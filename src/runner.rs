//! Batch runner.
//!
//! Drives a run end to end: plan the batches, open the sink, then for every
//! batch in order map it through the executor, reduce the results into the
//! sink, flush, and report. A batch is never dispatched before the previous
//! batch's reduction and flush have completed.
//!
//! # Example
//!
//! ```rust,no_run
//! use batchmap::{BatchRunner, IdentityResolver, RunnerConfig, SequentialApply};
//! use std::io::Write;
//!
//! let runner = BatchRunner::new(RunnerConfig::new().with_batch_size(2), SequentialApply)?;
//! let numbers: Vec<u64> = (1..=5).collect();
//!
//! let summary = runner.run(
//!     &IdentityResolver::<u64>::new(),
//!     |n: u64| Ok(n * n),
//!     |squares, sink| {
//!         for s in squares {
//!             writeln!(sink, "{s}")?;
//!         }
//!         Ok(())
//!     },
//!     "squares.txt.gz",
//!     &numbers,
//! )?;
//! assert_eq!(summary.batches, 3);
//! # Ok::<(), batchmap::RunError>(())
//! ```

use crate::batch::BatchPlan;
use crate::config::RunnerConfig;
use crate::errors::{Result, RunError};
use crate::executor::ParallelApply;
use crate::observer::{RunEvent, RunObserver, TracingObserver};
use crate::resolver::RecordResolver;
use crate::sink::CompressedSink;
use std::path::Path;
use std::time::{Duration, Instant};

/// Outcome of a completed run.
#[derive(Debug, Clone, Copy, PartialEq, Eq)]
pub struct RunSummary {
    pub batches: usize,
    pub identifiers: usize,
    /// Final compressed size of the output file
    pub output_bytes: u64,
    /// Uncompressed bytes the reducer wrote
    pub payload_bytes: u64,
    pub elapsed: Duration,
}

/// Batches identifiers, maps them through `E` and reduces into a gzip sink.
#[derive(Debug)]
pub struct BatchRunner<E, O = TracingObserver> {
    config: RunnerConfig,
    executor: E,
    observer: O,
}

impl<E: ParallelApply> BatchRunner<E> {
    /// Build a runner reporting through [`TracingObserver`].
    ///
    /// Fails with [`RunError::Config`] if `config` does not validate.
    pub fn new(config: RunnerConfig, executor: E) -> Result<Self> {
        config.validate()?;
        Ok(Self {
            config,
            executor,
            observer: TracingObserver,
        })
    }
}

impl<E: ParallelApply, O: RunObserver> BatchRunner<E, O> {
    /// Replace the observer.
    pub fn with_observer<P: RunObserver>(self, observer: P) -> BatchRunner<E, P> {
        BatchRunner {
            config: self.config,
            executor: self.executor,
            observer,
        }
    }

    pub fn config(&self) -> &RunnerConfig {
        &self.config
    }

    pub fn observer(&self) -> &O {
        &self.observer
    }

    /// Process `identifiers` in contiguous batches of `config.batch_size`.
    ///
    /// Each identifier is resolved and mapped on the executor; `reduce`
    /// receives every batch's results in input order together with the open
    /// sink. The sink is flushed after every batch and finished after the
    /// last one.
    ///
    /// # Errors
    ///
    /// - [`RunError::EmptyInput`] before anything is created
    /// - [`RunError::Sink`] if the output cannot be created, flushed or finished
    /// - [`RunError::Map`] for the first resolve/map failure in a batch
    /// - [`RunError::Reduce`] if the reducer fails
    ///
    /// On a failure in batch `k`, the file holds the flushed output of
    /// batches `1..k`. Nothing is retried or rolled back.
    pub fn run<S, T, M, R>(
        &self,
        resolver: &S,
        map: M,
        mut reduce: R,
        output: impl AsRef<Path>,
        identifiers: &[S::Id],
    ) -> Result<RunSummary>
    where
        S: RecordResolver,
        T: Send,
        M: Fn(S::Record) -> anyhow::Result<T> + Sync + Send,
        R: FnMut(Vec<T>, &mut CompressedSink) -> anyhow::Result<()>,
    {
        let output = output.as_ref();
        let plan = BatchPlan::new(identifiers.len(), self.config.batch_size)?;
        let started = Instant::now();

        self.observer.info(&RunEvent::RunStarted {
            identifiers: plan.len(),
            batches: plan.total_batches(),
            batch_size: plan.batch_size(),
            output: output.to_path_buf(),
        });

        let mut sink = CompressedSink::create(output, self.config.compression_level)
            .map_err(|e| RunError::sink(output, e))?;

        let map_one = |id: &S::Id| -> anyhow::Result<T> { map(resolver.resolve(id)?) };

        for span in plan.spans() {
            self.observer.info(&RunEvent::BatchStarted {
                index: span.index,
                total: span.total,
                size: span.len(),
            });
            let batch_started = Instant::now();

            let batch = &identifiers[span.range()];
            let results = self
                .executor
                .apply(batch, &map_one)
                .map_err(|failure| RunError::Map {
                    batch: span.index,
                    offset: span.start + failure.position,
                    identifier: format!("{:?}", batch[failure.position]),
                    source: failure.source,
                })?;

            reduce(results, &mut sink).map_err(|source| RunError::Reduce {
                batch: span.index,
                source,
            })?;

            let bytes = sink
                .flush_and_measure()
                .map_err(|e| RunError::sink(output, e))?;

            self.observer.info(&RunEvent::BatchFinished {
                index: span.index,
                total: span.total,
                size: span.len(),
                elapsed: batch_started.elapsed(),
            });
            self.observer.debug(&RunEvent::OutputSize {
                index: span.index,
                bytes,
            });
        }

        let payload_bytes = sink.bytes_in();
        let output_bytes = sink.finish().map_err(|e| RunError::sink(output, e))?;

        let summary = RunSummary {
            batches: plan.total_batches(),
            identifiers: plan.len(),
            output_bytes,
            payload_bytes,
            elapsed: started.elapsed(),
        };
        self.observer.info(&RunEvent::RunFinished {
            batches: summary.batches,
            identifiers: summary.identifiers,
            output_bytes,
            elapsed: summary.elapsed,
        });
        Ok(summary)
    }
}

...

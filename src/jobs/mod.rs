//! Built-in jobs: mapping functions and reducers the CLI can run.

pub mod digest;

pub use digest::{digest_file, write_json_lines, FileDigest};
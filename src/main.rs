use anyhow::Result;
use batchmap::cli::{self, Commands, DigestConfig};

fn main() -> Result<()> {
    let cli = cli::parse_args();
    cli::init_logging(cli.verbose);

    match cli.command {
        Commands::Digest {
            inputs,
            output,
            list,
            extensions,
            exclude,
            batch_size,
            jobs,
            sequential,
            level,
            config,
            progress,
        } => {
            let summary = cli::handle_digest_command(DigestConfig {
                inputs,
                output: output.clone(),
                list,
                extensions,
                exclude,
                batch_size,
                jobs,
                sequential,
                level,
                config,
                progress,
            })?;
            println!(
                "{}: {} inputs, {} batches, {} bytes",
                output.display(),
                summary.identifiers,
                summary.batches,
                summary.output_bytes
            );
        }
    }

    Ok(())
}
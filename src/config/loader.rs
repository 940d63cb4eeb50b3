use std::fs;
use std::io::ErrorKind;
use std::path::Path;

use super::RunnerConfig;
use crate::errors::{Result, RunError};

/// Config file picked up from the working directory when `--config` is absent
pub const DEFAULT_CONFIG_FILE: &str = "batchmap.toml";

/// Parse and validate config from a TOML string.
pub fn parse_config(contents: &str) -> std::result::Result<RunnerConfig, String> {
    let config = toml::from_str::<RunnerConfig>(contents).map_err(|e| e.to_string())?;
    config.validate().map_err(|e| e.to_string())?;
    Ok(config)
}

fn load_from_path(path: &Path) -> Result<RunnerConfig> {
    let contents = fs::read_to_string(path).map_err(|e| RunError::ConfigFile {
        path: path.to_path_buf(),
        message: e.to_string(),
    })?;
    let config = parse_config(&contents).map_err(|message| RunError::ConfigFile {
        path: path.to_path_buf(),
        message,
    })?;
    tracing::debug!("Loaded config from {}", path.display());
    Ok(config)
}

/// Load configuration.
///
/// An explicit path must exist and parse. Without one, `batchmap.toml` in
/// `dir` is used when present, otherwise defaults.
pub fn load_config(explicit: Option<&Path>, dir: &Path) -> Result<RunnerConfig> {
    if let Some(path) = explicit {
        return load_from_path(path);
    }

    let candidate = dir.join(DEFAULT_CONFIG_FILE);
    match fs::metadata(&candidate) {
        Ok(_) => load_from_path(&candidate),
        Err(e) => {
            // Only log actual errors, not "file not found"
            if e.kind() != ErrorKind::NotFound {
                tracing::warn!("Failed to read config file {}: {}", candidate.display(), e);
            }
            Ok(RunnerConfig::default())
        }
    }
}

---

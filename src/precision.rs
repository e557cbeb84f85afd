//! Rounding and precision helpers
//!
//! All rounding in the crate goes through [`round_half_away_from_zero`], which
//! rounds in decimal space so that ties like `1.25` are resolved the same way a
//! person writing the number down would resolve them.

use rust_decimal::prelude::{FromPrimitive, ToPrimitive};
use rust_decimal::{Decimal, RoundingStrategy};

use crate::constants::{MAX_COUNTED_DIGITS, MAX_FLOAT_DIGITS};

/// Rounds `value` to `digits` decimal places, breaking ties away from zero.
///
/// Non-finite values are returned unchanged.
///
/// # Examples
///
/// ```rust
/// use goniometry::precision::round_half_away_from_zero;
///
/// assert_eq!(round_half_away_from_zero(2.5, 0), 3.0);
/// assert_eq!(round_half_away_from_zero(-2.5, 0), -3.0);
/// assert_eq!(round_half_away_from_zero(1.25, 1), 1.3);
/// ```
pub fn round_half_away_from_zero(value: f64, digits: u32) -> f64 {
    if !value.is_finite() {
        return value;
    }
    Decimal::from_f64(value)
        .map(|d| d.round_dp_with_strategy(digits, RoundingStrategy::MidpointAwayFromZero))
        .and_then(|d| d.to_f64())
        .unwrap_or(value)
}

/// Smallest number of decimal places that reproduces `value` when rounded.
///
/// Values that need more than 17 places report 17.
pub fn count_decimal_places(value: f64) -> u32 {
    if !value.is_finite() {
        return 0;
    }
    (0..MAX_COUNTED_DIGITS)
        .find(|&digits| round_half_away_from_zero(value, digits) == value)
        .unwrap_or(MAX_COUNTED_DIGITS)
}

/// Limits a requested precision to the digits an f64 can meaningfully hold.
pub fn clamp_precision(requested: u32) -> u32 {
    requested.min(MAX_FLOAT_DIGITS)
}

## REQUIREMENT
Scan the listing above for the word "requested" and copy every line that holds it.

## ANSWER TO THE PROBLEM
/// Limits a requested precision to the digits an f64 can meaningfully hold.
pub fn clamp_precision(requested: u32) -> u32 {
    requested.min(MAX_FLOAT_DIGITS)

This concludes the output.